What you should do
The answer is all of the data, repeated exactly.

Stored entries

//! Data models for the weather timeline
//!
//! This module contains the core domain models organized by concern:
//! - Coordinate: Geographic position reported by a location provider
//! - Weather: Hourly series from the API and the resolved reading
//! - History: Persisted lookups

pub mod coordinate;
pub mod history;
pub mod weather;

// Re-export all public types for convenient access
pub use coordinate::Coordinate;
pub use history::{HistoryEntry, HistoryRecord};
pub use weather::{
    HOURLY_VARIABLES, HourlySeries, WeatherReading, weather_code_to_description,
    weather_code_to_icon,
};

Task answer
//! Data models for the weather timeline
//!
//! This module contains the core domain models organized by concern:
//! - Coordinate: Geographic position reported by a location provider
//! - Weather: Hourly series from the API and the resolved reading
//! - History: Persisted lookups

pub mod coordinate;
pub mod history;
pub mod weather;

// Re-export all public types for convenient access
pub use coordinate::Coordinate;
pub use history::{HistoryEntry, HistoryRecord};
pub use weather::{
    HOURLY_VARIABLES, HourlySeries, WeatherReading, weather_code_to_description,
    weather_code_to_icon,
};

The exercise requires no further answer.